The home of attorneys Aimeé and Robert Treece sits upon an original 160-acre Canadian County homestead that was owned by Robert’s ancestors. It now houses a popular event venue, the McGranahan Barn – a building with a fascinating history.
During the Plains Indian Wars, Robert’s great-great-grandfather, 22-year-old James McGranahan, drove a mule-drawn wagon into Indian Territory under the commands of decorated Civil War Yankee Maj. Gen. Philip H. Sheridan, commander of the Department of the Missouri, and Yankee Lt. Col. George Armstrong Custer.
As a member of a Kansas volunteer regiment, McGranahan arrived just after the November 27, 1868, Battle of the Washita.

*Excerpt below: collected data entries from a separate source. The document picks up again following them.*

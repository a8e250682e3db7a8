use anyhow::{bail, Context, Result};
use serde::Deserialize;
use std::time::Duration;

/// Client for the external payment provider's verification API
pub struct PaymentClient {
    client: reqwest::Client,
    endpoint: String,
    secret_key: String,
}

/// Envelope the provider wraps every response in
#[derive(Debug, Deserialize)]
pub struct ProviderResponse {
    pub status: bool,
    #[serde(default)]
    pub message: Option<String>,
    #[serde(default)]
    pub data: Option<ProviderTransaction>,
}

#[derive(Debug, Deserialize)]
pub struct ProviderTransaction {
    /// Transaction state as reported by the provider ("success", "failed", ...)
    pub status: String,
    pub reference: String,
    /// Amount in minor currency units
    pub amount: i64,
    pub currency: String,
}

impl PaymentClient {
    pub fn new(endpoint: String, secret_key: String, timeout_secs: u64) -> Result<Self> {
        let client = reqwest::Client::builder()
            .timeout(Duration::from_secs(timeout_secs))
            .build()
            .context("Failed to create HTTP client")?;

        Ok(Self {
            client,
            endpoint,
            secret_key,
        })
    }

    /// Look up a transaction by reference.
    ///
    /// Returns the provider's view of the transaction; deciding whether its
    /// status constitutes a verified payment is up to the caller.
    pub async fn verify_transaction(&self, reference: &str) -> Result<ProviderTransaction> {
        let url = format!(
            "{}/transaction/verify/{}",
            self.endpoint.trim_end_matches('/'),
            reference
        );

        let response = self
            .client
            .get(&url)
            .bearer_auth(&self.secret_key)
            .send()
            .await
            .context("Failed to reach payment provider")?;

        if !response.status().is_success() {
            bail!(
                "Payment provider returned error status: {}",
                response.status()
            );
        }

        let body = response
            .json::<ProviderResponse>()
            .await
            .context("Failed to parse payment provider response")?;

        match body.data {
            Some(transaction) => Ok(transaction),
            None => bail!(
                "Payment provider response had no transaction data: {}",
                body.message.unwrap_or_default()
            ),
        }
    }
}

#[cfg(test)]
mod tests {
    use super::*;

    #[test]
    fn test_payment_client_creation() {
        let client = PaymentClient::new(
            "https://api.paystack.co".to_string(),
            "sk_test_key".to_string(),
            10,
        );
        assert!(client.is_ok());
    }

    #[test]
    fn test_provider_response_deserialization() {
        let json = r#"{
            "status": true,
            "message": "Verification successful",
            "data": {
                "status": "success",
                "reference": "rs_u1_1700000000000_a1b2c3d4",
                "amount": 50000,
                "currency": "NGN"
            }
        }"#;

        let response: ProviderResponse = serde_json::from_str(json).unwrap();
        assert!(response.status);
        let data = response.data.unwrap();
        assert_eq!(data.status, "success");
        assert_eq!(data.amount, 50000);
        assert_eq!(data.currency, "NGN");
    }

    #[test]
    fn test_provider_response_without_data() {
        let json = r#"{"status": false, "message": "Transaction not found"}"#;
        let response: ProviderResponse = serde_json::from_str(json).unwrap();
        assert!(!response.status);
        assert!(response.data.is_none());
    }
}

Later maintaining stage stations, McGranahan was an employee of government contractors under permits from the War and Indian Departments. McGranahan married Sarah, from Caldwell, Kansas, in 1883, and they operated a stage and mail station near Hennessey. From 1888 until the 1889 Land Run, James served as a postmaster of Oklahoma Station, now Oklahoma City.
Together, the McGranahans operated Oklahoma Station’s first hotel. Later, they bought a 160-acre homestead where Highways 3 and 4 converge in Canadian County. A stage stop was near their land, running from Oklahoma Station to Fort Reno. The home they built in 1895 still marks the southwest corner where Piedmont Road and Northwest Expressway converge.

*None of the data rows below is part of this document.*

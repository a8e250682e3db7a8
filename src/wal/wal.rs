use crate::models::payment::Payment;
use crate::models::session::Session;
use crate::models::user::User;
use anyhow::{Context, Result};
use serde::{Deserialize, Serialize};
use std::fs::{File, OpenOptions};
use std::io::{BufRead, BufReader, Write};
use std::path::PathBuf;
use std::sync::{Arc, Mutex};

/// WAL operation types
///
/// Operations carry full record snapshots, so replay is a plain upsert and
/// the last line for a given key wins.
#[derive(Debug, Clone, PartialEq, Serialize, Deserialize)]
#[serde(tag = "op", rename_all = "snake_case")]
pub enum WalOperation {
    UpsertUser { user: User },
    UpsertSession { session: Session },
    UpsertPayment { payment: Payment },
}

/// Append-only JSON-lines log backing the in-memory stores
pub struct Wal {
    file: Arc<Mutex<File>>,
    path: PathBuf,
}

impl Wal {
    pub fn new(path: PathBuf) -> Result<Self> {
        let file = OpenOptions::new()
            .create(true)
            .append(true)
            .open(&path)
            .context("Failed to open WAL file")?;

        Ok(Wal {
            file: Arc::new(Mutex::new(file)),
            path,
        })
    }

    pub fn log_operation(&self, op: WalOperation) -> Result<()> {
        let line = serde_json::to_string(&op).context("Failed to serialize WAL operation")?;
        let mut file = self.file.lock().unwrap();
        writeln!(file, "{}", line).context("Failed to write to WAL")?;
        file.flush().context("Failed to flush WAL")?;
        Ok(())
    }

    pub fn replay(&self) -> Result<Vec<WalOperation>> {
        let file = File::open(&self.path).context("Failed to open WAL for replay")?;
        let reader = BufReader::new(file);
        let mut operations = Vec::new();

        for (line_num, line_result) in reader.lines().enumerate() {
            let line = line_result.context("Failed to read line from WAL")?;
            let line = line.trim();

            // Skip empty lines
            if line.is_empty() {
                continue;
            }

            match serde_json::from_str::<WalOperation>(line) {
                Ok(op) => operations.push(op),
                Err(e) => {
                    tracing::warn!(
                        line_num = line_num + 1,
                        error = %e,
                        "Failed to parse WAL line, skipping"
                    );
                }
            }
        }

        Ok(operations)
    }

    pub fn truncate(&self) -> Result<()> {
        let mut file = self.file.lock().unwrap();
        file.set_len(0).context("Failed to truncate WAL")?;
        file.flush().context("Failed to flush WAL after truncate")?;
        Ok(())
    }
}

Known as social butterflies, the McGranahans built a barn on their land, where they hosted dances with fiddle players and musicians. They had four children and resided in their home until 93-year-old James died in 1939, and 78-year-old Sarah died in 1940.
Their property has remained in the family for six generations, but the original barn collapsed in the 1990s. Robert, born in Okarche and raised in Piedmont, built an exact replica of the barn on the original site. The Treece family then revealed the McGranahan Barn, a popular wedding and event venue, at 12310 Northwest Expressway in Yukon.

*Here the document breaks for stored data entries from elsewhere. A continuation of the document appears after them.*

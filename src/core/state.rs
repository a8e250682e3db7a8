// Application state (AppState)

use crate::api::client::PaymentClient;
use crate::core::config::Config;
use crate::ledger::SessionLedger;
use crate::metrics::collector::Metrics;
use crate::security::rate_limiter::RateLimiter;
use crate::stores::{
    payment_store::PaymentStore, session_store::SessionStore, user_store::UserStore,
};
use crate::wal::wal::Wal;
use std::sync::Arc;

/// Shared application state
///
/// Contains all shared components that are accessed by request handlers.
/// All fields are wrapped in Arc for efficient cloning across threads.
#[derive(Clone)]
pub struct AppState {
    /// User records (points, active-session flag, payment gate)
    pub users: Arc<UserStore>,

    /// Session records
    pub sessions: Arc<SessionStore>,

    /// Payment records keyed by reference
    pub payments: Arc<PaymentStore>,

    /// Session lifecycle rules and duration accounting
    pub ledger: Arc<SessionLedger>,

    /// Per-user request limiter
    pub rate_limiter: Arc<RateLimiter>,

    /// Metrics collector for tracking statistics
    pub metrics: Arc<Metrics>,

    /// Write-Ahead Log for persistence
    pub wal: Arc<Wal>,

    /// Payment provider client; None when no provider secret is configured
    pub payment_client: Option<Arc<PaymentClient>>,

    /// Configuration
    pub config: Arc<Config>,
}

impl AppState {
    pub fn new(config: Config, wal: Wal, payment_client: Option<PaymentClient>) -> Self {
        let config = Arc::new(config);
        let wal = Arc::new(wal);

        let users = Arc::new(UserStore::new());
        let sessions = Arc::new(SessionStore::new());

        let ledger = Arc::new(SessionLedger::new(
            Arc::clone(&users),
            Arc::clone(&sessions),
            Arc::clone(&wal),
            config.session.clone(),
        ));

        let rate_limiter = Arc::new(RateLimiter::new(config.performance.max_requests_per_minute));

        Self {
            users,
            sessions,
            payments: Arc::new(PaymentStore::new()),
            ledger,
            rate_limiter,
            metrics: Arc::new(Metrics::new()),
            wal,
            payment_client: payment_client.map(Arc::new),
            config,
        }
    }
}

Listed on the State and National Register of Historic Places, the McGranahan Homestead is a documented crossing of the Chisholm Trail. There are also preserved buffalo wallows on the land. Buffalo herds, which often moved along the same traces or paths, created the wallows as a place to roll in the dirt to eradicate flies and bugs. At least 17 wallows are on the property, each about 10 to 15 feet in diameter; it’s bad luck to mess with the wallows, as Native Americans consider them sacred ground.
Travelers likely zoom past the location and never glance at the aging ghost of a home that has stood for 125 years. But if you listen, the prairie winds have stories to tell.